◆ ABOUT THIS TASK: Please restate the data word for word, leaving out no line.

Saved entries:
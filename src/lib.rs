//! Embeddable Prometheus Metric Server
//!
//! Exposes a [`prometheus::Registry`] in the text exposition format over
//! HTTP or HTTPS, for consumption by a periodic scraper.
//!
//! # Architecture
//!
//! ```text
//! MetricServerOptions → MetricServer::new → start → (accept task) → stop
//!                             ↓                         ↓
//!                     default collectors        path match → ScrapeHandler
//! ```
//!
//! - **Options** are validated once, at construction.
//! - **Default collectors** (process and runtime statistics) are registered
//!   into the registry once; the registry rejects duplicates.
//! - **Routing** has a single rule: the request path, with a trailing `/`
//!   appended, must equal the configured path normalized the same way.
//!   Everything else is `404`.
//!
//! # Example
//!
//! ```no_run
//! use metric_server::{MetricServer, MetricServerOptions};
//!
//! #[tokio::main]
//! async fn main() -> Result<(), metric_server::ServerError> {
//!     let mut server = MetricServer::new(MetricServerOptions::with_port(9100))?;
//!     server.start().await?;
//!
//!     tokio::signal::ctrl_c().await.ok();
//!     server.stop().await;
//!     Ok(())
//! }
//! ```

#![warn(missing_docs)]
#![warn(rust_2018_idioms)]
#![deny(unsafe_code)]

pub mod collectors;
pub mod config;
mod error;
pub mod options;
pub mod scrape;
mod server;

pub use collectors::{register_default_collectors, RuntimeCollector};
pub use config::{ConfigError, FileConfig};
pub use error::ServerError;
pub use options::{MetricServerOptions, ResponseEncoding, TlsCertificate};
pub use scrape::{ScrapeHandler, TextScrapeHandler};
pub use server::MetricServer;

use prometheus::Registry;
use std::sync::OnceLock;

/// Library version.
pub const VERSION: &str = env!("CARGO_PKG_VERSION");

static SHARED_REGISTRY: OnceLock<Registry> = OnceLock::new();

/// Process-wide registry used when options carry none.
///
/// Created empty on first use and shared by every caller for the rest of
/// the process; safe for concurrent registration and collection. Process
/// metrics only appear in it through [`register_default_collectors`].
pub fn shared_registry() -> Registry {
    SHARED_REGISTRY.get_or_init(Registry::new).clone()
}
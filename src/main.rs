//! Metric Server CLI
//!
//! Serves the process-wide registry, including the default collectors,
//! until interrupted.

use clap::Parser;
use metric_server::{FileConfig, MetricServer, MetricServerOptions};
use std::path::PathBuf;
use tracing::{error, info};

/// Command-line arguments.
#[derive(Debug, Parser)]
#[command(name = "metric-server", version, about)]
struct Args {
    /// TOML configuration file.
    #[arg(short, long)]
    config: Option<PathBuf>,

    /// Host to bind, overriding the configuration file.
    #[arg(long)]
    host: Option<String>,

    /// Port to listen on, overriding the configuration file.
    #[arg(short, long)]
    port: Option<u16>,

    /// Scrape path, overriding the configuration file.
    #[arg(long)]
    path: Option<String>,
}

impl Args {
    fn into_options(self) -> Result<MetricServerOptions, metric_server::ServerError> {
        let file = match &self.config {
            Some(path) => FileConfig::from_file(path)?,
            None => FileConfig::default(),
        };
        let mut options = file.into_options()?;

        if let Some(host) = self.host {
            options.host = host;
        }
        if let Some(port) = self.port {
            options.port = port;
        }
        if let Some(path) = self.path {
            options.map_path = path;
        }
        Ok(options)
    }
}

#[tokio::main]
async fn main() {
    // Initialize logging
    tracing_subscriber::fmt()
        .with_env_filter(
            tracing_subscriber::EnvFilter::from_default_env()
                .add_directive(tracing::Level::INFO.into()),
        )
        .init();

    info!("Metric Server v{}", metric_server::VERSION);

    let options = match Args::parse().into_options() {
        Ok(options) => options,
        Err(e) => {
            eprintln!("Invalid configuration: {}", e);
            std::process::exit(2);
        }
    };

    let mut server = match MetricServer::new(options) {
        Ok(server) => server,
        Err(e) => {
            eprintln!("Failed to create metric server: {}", e);
            std::process::exit(2);
        }
    };

    if let Err(e) = server.start().await {
        error!("Failed to start metric server: {}", e);
        std::process::exit(1);
    }

    if let Err(e) = tokio::signal::ctrl_c().await {
        error!("Failed to listen for shutdown signal: {}", e);
    }

    info!("Shutting down");
    server.stop().await;
}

◆ ANSWER TO THIS TASK:
filename src/lib.rs
//! Embeddable Prometheus Metric Server
//!
//! Exposes a [`prometheus::Registry`] in the text exposition format over
//! HTTP or HTTPS, for consumption by a periodic scraper.
//!
//! # Architecture
//!
//! ```text
//! MetricServerOptions → MetricServer::new → start → (accept task) → stop
//!                             ↓                         ↓
//!                     default collectors        path match → ScrapeHandler
//! ```
//!
//! - **Options** are validated once, at construction.
//! - **Default collectors** (process and runtime statistics) are registered
//!   into the registry once; the registry rejects duplicates.
//! - **Routing** has a single rule: the request path, with a trailing `/`
//!   appended, must equal the configured path normalized the same way.
//!   Everything else is `404`.
//!
//! # Example
//!
//! ```no_run
//! use metric_server::{MetricServer, MetricServerOptions};
//!
//! #[tokio::main]
//! async fn main() -> Result<(), metric_server::ServerError> {
//!     let mut server = MetricServer::new(MetricServerOptions::with_port(9100))?;
//!     server.start().await?;
//!
//!     tokio::signal::ctrl_c().await.ok();
//!     server.stop().await;
//!     Ok(())
//! }
//! ```

#![warn(missing_docs)]
#![warn(rust_2018_idioms)]
#![deny(unsafe_code)]

pub mod collectors;
pub mod config;
mod error;
pub mod options;
pub mod scrape;
mod server;

pub use collectors::{register_default_collectors, RuntimeCollector};
pub use config::{ConfigError, FileConfig};
pub use error::ServerError;
pub use options::{MetricServerOptions, ResponseEncoding, TlsCertificate};
pub use scrape::{ScrapeHandler, TextScrapeHandler};
pub use server::MetricServer;

use prometheus::Registry;
use std::sync::OnceLock;

/// Library version.
pub const VERSION: &str = env!("CARGO_PKG_VERSION");

static SHARED_REGISTRY: OnceLock<Registry> = OnceLock::new();

/// Process-wide registry used when options carry none.
///
/// Created empty on first use and shared by every caller for the rest of
/// the process; safe for concurrent registration and collection. Process
/// metrics only appear in it through [`register_default_collectors`].
pub fn shared_registry() -> Registry {
    SHARED_REGISTRY.get_or_init(Registry::new).clone()
}
filename src/main.rs
//! Metric Server CLI
//!
//! Serves the process-wide registry, including the default collectors,
//! until interrupted.

use clap::Parser;
use metric_server::{FileConfig, MetricServer, MetricServerOptions};
use std::path::PathBuf;
use tracing::{error, info};

/// Command-line arguments.
#[derive(Debug, Parser)]
#[command(name = "metric-server", version, about)]
struct Args {
    /// TOML configuration file.
    #[arg(short, long)]
    config: Option<PathBuf>,

    /// Host to bind, overriding the configuration file.
    #[arg(long)]
    host: Option<String>,

    /// Port to listen on, overriding the configuration file.
    #[arg(short, long)]
    port: Option<u16>,

    /// Scrape path, overriding the configuration file.
    #[arg(long)]
    path: Option<String>,
}

impl Args {
    fn into_options(self) -> Result<MetricServerOptions, metric_server::ServerError> {
        let file = match &self.config {
            Some(path) => FileConfig::from_file(path)?,
            None => FileConfig::default(),
        };
        let mut options = file.into_options()?;

        if let Some(host) = self.host {
            options.host = host;
        }
        if let Some(port) = self.port {
            options.port = port;
        }
        if let Some(path) = self.path {
            options.map_path = path;
        }
        Ok(options)
    }
}

#[tokio::main]
async fn main() {
    // Initialize logging
    tracing_subscriber::fmt()
        .with_env_filter(
            tracing_subscriber::EnvFilter::from_default_env()
                .add_directive(tracing::Level::INFO.into()),
        )
        .init();

    info!("Metric Server v{}", metric_server::VERSION);

    let options = match Args::parse().into_options() {
        Ok(options) => options,
        Err(e) => {
            eprintln!("Invalid configuration: {}", e);
            std::process::exit(2);
        }
    };

    let mut server = match MetricServer::new(options) {
        Ok(server) => server,
        Err(e) => {
            eprintln!("Failed to create metric server: {}", e);
            std::process::exit(2);
        }
    };

    if let Err(e) = server.start().await {
        error!("Failed to start metric server: {}", e);
        std::process::exit(1);
    }

    if let Err(e) = tokio::signal::ctrl_c().await {
        error!("Failed to listen for shutdown signal: {}", e);
    }

    info!("Shutting down");
    server.stop().await;
}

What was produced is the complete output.